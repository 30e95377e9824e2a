use super::NodeId;

// Transport-neutral RPC payloads. The gRPC layer converts these to and
// from the generated protobuf types.

#[derive(Debug, Clone, PartialEq, Eq)]
pub struct VoteRequest {
    pub term: u64,
    pub candidate_id: NodeId,
}

#[derive(Debug, Clone, Copy, PartialEq, Eq)]
pub struct VoteResponse {
    pub term: u64,
    pub vote_granted: bool,
}

/// Heartbeat-only AppendEntries: no log payload.
#[derive(Debug, Clone, PartialEq, Eq)]
pub struct AppendRequest {
    pub term: u64,
    pub leader_id: NodeId,
}

#[derive(Debug, Clone, Copy, PartialEq, Eq)]
pub struct AppendResponse {
    pub term: u64,
    pub success: bool,
}
// Consensus core
pub mod raft;

// Node plumbing
pub mod cluster;
pub mod config;
pub mod network;
pub mod shutdown;
pub mod storage;

// Public exports
pub use cluster::{ClusterMonitor, PeerStatus};
pub use config::Config;
pub use raft::{NodeId, NodeRole, Raft, RaftConfig};
pub use storage::{KvStore, SledStore};
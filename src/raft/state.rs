use serde::{Deserialize, Serialize};
use std::fmt;

/// Identity of a cluster member. The value is the member's RPC address,
/// e.g. `127.0.0.1:4000` or `:4000`.
#[derive(Debug, Clone, PartialEq, Eq, Hash, PartialOrd, Ord, Serialize, Deserialize)]
#[serde(transparent)]
pub struct NodeId(String);

impl NodeId {
    pub fn new(addr: impl Into<String>) -> Self {
        Self(addr.into())
    }

    pub fn as_str(&self) -> &str {
        &self.0
    }

    pub fn is_empty(&self) -> bool {
        self.0.is_empty()
    }
}

impl fmt::Display for NodeId {
    fn fmt(&self, f: &mut fmt::Formatter<'_>) -> fmt::Result {
        f.write_str(&self.0)
    }
}

impl From<&str> for NodeId {
    fn from(addr: &str) -> Self {
        Self(addr.to_string())
    }
}

impl From<String> for NodeId {
    fn from(addr: String) -> Self {
        Self(addr)
    }
}

#[derive(Debug, Clone, Copy, PartialEq, Eq, Serialize, Deserialize)]
#[serde(rename_all = "lowercase")]
pub enum NodeRole {
    Follower,
    Candidate,
    Leader,
}

impl fmt::Display for NodeRole {
    fn fmt(&self, f: &mut fmt::Formatter<'_>) -> fmt::Result {
        let s = match self {
            NodeRole::Follower => "follower",
            NodeRole::Candidate => "candidate",
            NodeRole::Leader => "leader",
        };
        f.write_str(s)
    }
}

/// The slice of consensus state that must be on stable storage before a
/// node answers any RPC.
#[derive(Debug, Clone, Default, PartialEq, Eq, Serialize, Deserialize)]
pub struct HardState {
    pub current_term: u64,
    pub voted_for: Option<NodeId>,
}

/// Point-in-time view of a node, taken under the state lock.
#[derive(Debug, Clone, PartialEq, Eq, Serialize, Deserialize)]
pub struct RaftStatus {
    pub id: NodeId,
    pub role: NodeRole,
    pub current_term: u64,
    pub voted_for: Option<NodeId>,
    pub vote_count: usize,
}

#[cfg(test)]
mod tests {
    use super::*;

    #[test]
    fn node_id_equality_is_by_value() {
        let a = NodeId::from("127.0.0.1:4000");
        let b = NodeId::new(String::from("127.0.0.1:4000"));
        assert_eq!(a, b);
        assert_eq!(a.to_string(), "127.0.0.1:4000");
    }

    #[test]
    fn hard_state_default_is_term_zero_without_vote() {
        let hs = HardState::default();
        assert_eq!(hs.current_term, 0);
        assert!(hs.voted_for.is_none());
    }
}
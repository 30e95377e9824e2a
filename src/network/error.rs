use thiserror::Error;
use tonic::Status;

#[derive(Error, Debug)]
pub enum NetworkError {
    #[error("gRPC error: {0}")]
    GrpcError(#[from] Status),

    #[error("Transport error: {0}")]
    TransportError(#[from] tonic::transport::Error),

    #[error("Connection error: {0}")]
    ConnectionError(String),

    #[error("RPC error: {0}")]
    RpcError(String),

    #[error("Timeout error")]
    TimeoutError,
}
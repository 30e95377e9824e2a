use std::sync::Arc;

use log::{debug, error};
use tonic::{Request, Response, Status};

use crate::raft::{AppendRequest, NodeId, Raft, VoteRequest};
use crate::storage::KvStore;

use super::proto::kv::kv_service_server::KvService;
use super::proto::kv::{
    DeleteRequest, DeleteResponse, GetRequest, GetResponse, HealthRequest, HealthResponse,
    PutRequest, PutResponse,
};
use super::proto::raft::raft_service_server::RaftService;
use super::proto::raft::{
    AppendEntriesRequest, AppendEntriesResponse, RequestVoteRequest, RequestVoteResponse,
};

pub struct RaftServer {
    raft: Raft,
}

impl RaftServer {
    pub fn new(raft: Raft) -> Self {
        Self { raft }
    }
}

#[tonic::async_trait]
impl RaftService for RaftServer {
    async fn request_vote(
        &self,
        request: Request<RequestVoteRequest>,
    ) -> Result<Response<RequestVoteResponse>, Status> {
        let req = request.into_inner();
        debug!("Received RequestVote: {:?}", req);

        let response = self
            .raft
            .request_vote(VoteRequest {
                term: req.term,
                candidate_id: NodeId::from(req.candidate_id),
            })
            .await
            .map_err(|e| {
                error!("Error handling RequestVote: {e}");
                Status::internal(format!("Internal error: {e}"))
            })?;

        Ok(Response::new(RequestVoteResponse {
            term: response.term,
            vote_granted: response.vote_granted,
        }))
    }

    async fn append_entries(
        &self,
        request: Request<AppendEntriesRequest>,
    ) -> Result<Response<AppendEntriesResponse>, Status> {
        let req = request.into_inner();

        let response = self
            .raft
            .append_entries(AppendRequest {
                term: req.term,
                leader_id: NodeId::from(req.leader_id),
            })
            .await
            .map_err(|e| {
                error!("Error handling AppendEntries: {e}");
                Status::internal(format!("Internal error: {e}"))
            })?;

        Ok(Response::new(AppendEntriesResponse {
            term: response.term,
            success: response.success,
        }))
    }
}

pub struct KvServer {
    store: Arc<dyn KvStore>,
}

impl KvServer {
    pub fn new(store: Arc<dyn KvStore>) -> Self {
        Self { store }
    }
}

fn require_key(key: &[u8]) -> Result<(), Status> {
    if key.is_empty() {
        return Err(Status::invalid_argument("key must not be empty"));
    }
    Ok(())
}

#[tonic::async_trait]
impl KvService for KvServer {
    async fn put(&self, request: Request<PutRequest>) -> Result<Response<PutResponse>, Status> {
        let req = request.into_inner();
        require_key(&req.key)?;

        self.store.put(&req.key, &req.value).await.map_err(|e| {
            error!("Put failed: {e}");
            Status::internal(format!("Storage error: {e}"))
        })?;

        Ok(Response::new(PutResponse { ok: true }))
    }

    async fn get(&self, request: Request<GetRequest>) -> Result<Response<GetResponse>, Status> {
        let req = request.into_inner();
        require_key(&req.key)?;

        let value = self
            .store
            .get(&req.key)
            .await
            .map_err(|e| Status::internal(format!("Storage error: {e}")))?;

        let response = match value {
            Some(value) => GetResponse { value, found: true },
            None => GetResponse {
                value: Vec::new(),
                found: false,
            },
        };
        Ok(Response::new(response))
    }

    async fn delete(
        &self,
        request: Request<DeleteRequest>,
    ) -> Result<Response<DeleteResponse>, Status> {
        let req = request.into_inner();
        require_key(&req.key)?;

        self.store.delete(&req.key).await.map_err(|e| {
            error!("Delete failed: {e}");
            Status::internal(format!("Storage error: {e}"))
        })?;

        Ok(Response::new(DeleteResponse { deleted: true }))
    }

    async fn health(
        &self,
        _request: Request<HealthRequest>,
    ) -> Result<Response<HealthResponse>, Status> {
        Ok(Response::new(HealthResponse {
            status: "ok".to_string(),
        }))
    }
}
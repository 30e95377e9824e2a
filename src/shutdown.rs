use log::{info, warn};
use tokio_util::sync::CancellationToken;

/// Install a shutdown handler that listens for SIGTERM and SIGINT.
///
/// Returns a `CancellationToken` that is cancelled when either signal is received.
/// Every long-running task watches this token and drains on its own.
pub fn install_shutdown_handler() -> CancellationToken {
    let token = CancellationToken::new();
    let token_clone = token.clone();

    tokio::spawn(async move {
        wait_for_signal().await;
        token_clone.cancel();
    });

    token
}

#[cfg(unix)]
async fn wait_for_signal() {
    use tokio::signal::unix::{signal, SignalKind};

    let mut sigterm = match signal(SignalKind::terminate()) {
        Ok(sigterm) => sigterm,
        Err(e) => {
            warn!("Failed to install SIGTERM handler, falling back to Ctrl-C only: {e}");
            if tokio::signal::ctrl_c().await.is_ok() {
                info!("Received SIGINT, initiating graceful shutdown");
            }
            return;
        }
    };

    tokio::select! {
        _ = sigterm.recv() => {
            info!("Received SIGTERM, initiating graceful shutdown");
        }
        result = tokio::signal::ctrl_c() => {
            if let Err(e) = result {
                warn!("Failed to listen for SIGINT: {e}");
            }
            info!("Received SIGINT, initiating graceful shutdown");
        }
    }
}

#[cfg(not(unix))]
async fn wait_for_signal() {
    if let Err(e) = tokio::signal::ctrl_c().await {
        warn!("Failed to listen for Ctrl-C: {e}");
    }
    info!("Received Ctrl-C, initiating graceful shutdown");
}
use std::sync::Mutex;

use async_trait::async_trait;

use super::{HardState, RaftError};

const HARD_STATE_KEY: &[u8] = b"hard_state";

/// Stable storage for the current term and vote.
///
/// `save` must not return until the record is durable: callers persist
/// before answering an RPC so a restarted node cannot vote twice in a term.
/// `load` runs once at startup; `save` runs under the consensus lock.
#[async_trait]
pub trait HardStateStore: Send + Sync {
    fn load(&self) -> Result<HardState, RaftError>;
    async fn save(&self, state: &HardState) -> Result<(), RaftError>;
}

/// Keeps the hard state in memory only. A restart begins again at term 0.
#[derive(Default)]
pub struct MemoryHardStateStore {
    state: Mutex<HardState>,
}

impl MemoryHardStateStore {
    pub fn new() -> Self {
        Self::default()
    }
}

#[async_trait]
impl HardStateStore for MemoryHardStateStore {
    fn load(&self) -> Result<HardState, RaftError> {
        let state = self.state.lock().unwrap_or_else(|e| e.into_inner());
        Ok(state.clone())
    }

    async fn save(&self, state: &HardState) -> Result<(), RaftError> {
        let mut current = self.state.lock().unwrap_or_else(|e| e.into_inner());
        *current = state.clone();
        Ok(())
    }
}

/// Persists the hard state as a single bincode record in a sled tree.
pub struct SledHardStateStore {
    tree: sled::Tree,
}

impl SledHardStateStore {
    pub fn new(tree: sled::Tree) -> Self {
        Self { tree }
    }

    pub fn open(db: &sled::Db) -> Result<Self, RaftError> {
        Ok(Self::new(db.open_tree("__raft_hard_state__")?))
    }
}

#[async_trait]
impl HardStateStore for SledHardStateStore {
    fn load(&self) -> Result<HardState, RaftError> {
        match self.tree.get(HARD_STATE_KEY)? {
            Some(bytes) => {
                let (state, _): (HardState, usize) =
                    bincode::serde::decode_from_slice(&bytes, bincode::config::standard())?;
                Ok(state)
            }
            None => Ok(HardState::default()),
        }
    }

    async fn save(&self, state: &HardState) -> Result<(), RaftError> {
        let bytes = bincode::serde::encode_to_vec(state, bincode::config::standard())?;
        self.tree.insert(HARD_STATE_KEY, bytes)?;
        self.tree.flush_async().await?;
        Ok(())
    }
}

#[cfg(test)]
mod tests {
    use super::*;
    use crate::raft::NodeId;
    use tempfile::TempDir;

    #[tokio::test]
    async fn memory_store_returns_last_saved_state() {
        let store = MemoryHardStateStore::new();
        assert_eq!(store.load().unwrap(), HardState::default());

        let hs = HardState {
            current_term: 3,
            voted_for: Some(NodeId::from("b:2")),
        };
        store.save(&hs).await.unwrap();
        assert_eq!(store.load().unwrap(), hs);
    }

    #[tokio::test]
    async fn sled_store_survives_reopen() {
        let tmp = TempDir::new().expect("tempdir");
        let hs = HardState {
            current_term: 9,
            voted_for: Some(NodeId::from("127.0.0.1:4001")),
        };

        {
            let db = sled::open(tmp.path()).expect("open sled");
            let store = SledHardStateStore::open(&db).expect("open tree");
            assert_eq!(store.load().unwrap(), HardState::default());
            store.save(&hs).await.unwrap();
        }

        let db = sled::open(tmp.path()).expect("reopen sled");
        let store = SledHardStateStore::open(&db).expect("open tree");
        assert_eq!(store.load().unwrap(), hs);
    }
}
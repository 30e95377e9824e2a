pub mod client;
mod error;
pub mod health;
pub mod server;
mod transport;

pub use self::client::{GrpcTransport, KvClient};
pub use self::error::NetworkError;
pub use self::server::{KvServer, RaftServer};
pub use self::transport::{LocalNetwork, LocalTransport, PeerTransport};

pub mod proto {
    pub mod raft {
        tonic::include_proto!("raft");
    }

    pub mod kv {
        tonic::include_proto!("kv");
    }
}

DIRECTIONS FOR THIS TASK. Within the listing above, say how many lines contain the string "that". Reply with the number only.

RESULT OF THIS TASK. 3